WHAT IS REQUIRED: Would you output the entries below only from the line containing "filename s6map_lut/src/shannon.rs" through the line containing "cofactor, high cofactor.", exactly as they stand and with both ends included?

Stored items

※

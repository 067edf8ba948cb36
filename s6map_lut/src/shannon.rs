use s6map_ir::{Expr, SignalId};

use crate::mapper::{Lowered, check_fan_in, emit_lut, finish};
use crate::{Bdd, InputAssoc, LutError, LutFactory, LutMapper, Mapping, MapperOptions, Ref};

/// Inputs of the multiplexer LUT: select, low cofactor, high cofactor.
const MUX_INPUTS: usize = 3;

/// Maps to one LUT when the support fits, and otherwise splits on the top
/// variable, recombining the two cofactors with a multiplexer LUT.
#[derive(Clone, Debug, Default)]
pub struct Shannon {
    options: MapperOptions,
}

impl Shannon {
    /// Mapper with the given options.
    pub fn new(options: MapperOptions) -> Self {
        Self { options }
    }

    fn lower<F: LutFactory>(
        bdd: &Bdd,
        f: Ref,
        max_inputs: usize,
        factory: &mut F,
        inputs: &mut Vec<InputAssoc<F::Gate>>,
    ) -> Result<Lowered<F::Gate>, LutError> {
        if let Some(value) = f.as_constant() {
            return Ok(Lowered::Constant(value));
        }
        if let Some(signal) = bdd.identity(f) {
            return Ok(Lowered::Signal(signal));
        }
        let needed = bdd.support(f).len();
        if needed <= max_inputs {
            return Ok(Lowered::Gate(emit_lut(bdd, f, factory, inputs)));
        }
        if max_inputs < MUX_INPUTS {
            return Err(LutError::TooManyInputs {
                needed,
                max: max_inputs,
            });
        }
        let Some((select, low, high)) = bdd.top(f) else {
            return Ok(Lowered::Constant(false));
        };
        tracing::debug!("splitting {needed}-input function on {select}");
        let zero = Self::lower(bdd, low, max_inputs, factory, inputs)?;
        let one = Self::lower(bdd, high, max_inputs, factory, inputs)?;
        Ok(Lowered::Gate(Self::mux(select, zero, one, factory, inputs)))
    }

    /// A LUT computing `select ? one : zero`, with constant data inputs folded
    /// into the table.
    fn mux<F: LutFactory>(
        select: SignalId,
        zero: Lowered<F::Gate>,
        one: Lowered<F::Gate>,
        factory: &mut F,
        inputs: &mut Vec<InputAssoc<F::Gate>>,
    ) -> F::Gate {
        // pin 0 is the select, data operands that are not constant follow in order
        let zero_pin = (!matches!(zero, Lowered::Constant(_))).then_some(1);
        let one_pin = (!matches!(one, Lowered::Constant(_))).then_some(1 + usize::from(zero_pin.is_some()));
        let width = 1 + usize::from(zero_pin.is_some()) + usize::from(one_pin.is_some());
        let bit = |operand: Lowered<F::Gate>, pin: Option<usize>, row: u64| match (operand, pin) {
            (Lowered::Constant(value), _) => value,
            (_, Some(pin)) => (row >> pin) & 1 == 1,
            (_, None) => false,
        };
        let contents = (0..1u64 << width)
            .filter(|&row| {
                if row & 1 == 1 {
                    bit(one, one_pin, row)
                } else {
                    bit(zero, zero_pin, row)
                }
            })
            .fold(0, |table, row| table | (1 << row));
        let gate = factory.create(width, contents);

        inputs.push(InputAssoc {
            gate,
            port: 0,
            signal: select,
        });
        for (operand, pin) in [(zero, zero_pin), (one, one_pin)] {
            let Some(port) = pin else { continue };
            match operand {
                Lowered::Signal(signal) => inputs.push(InputAssoc { gate, port, signal }),
                Lowered::Gate(from) => factory.connect(from, gate, port),
                Lowered::Constant(_) => {}
            }
        }
        gate
    }
}

impl LutMapper for Shannon {
    fn map<F: LutFactory>(
        &self,
        max_inputs: usize,
        factory: &mut F,
        expr: &Expr,
    ) -> Result<Option<Mapping<F::Gate>>, LutError> {
        check_fan_in(max_inputs)?;
        let bdd = Bdd::from_expr(expr, self.options.order)?;
        let mut inputs = Vec::new();
        let root = Self::lower(&bdd, bdd.root(), max_inputs, factory, &mut inputs)?;
        Ok(finish(root, expr, factory, inputs))
    }
}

※

TASK RESPONSE:
filename s6map_lut/src/shannon.rs
use s6map_ir::{Expr, SignalId};

use crate::mapper::{Lowered, check_fan_in, emit_lut, finish};
use crate::{Bdd, InputAssoc, LutError, LutFactory, LutMapper, Mapping, MapperOptions, Ref};

/// Inputs of the multiplexer LUT: select, low cofactor, high cofactor.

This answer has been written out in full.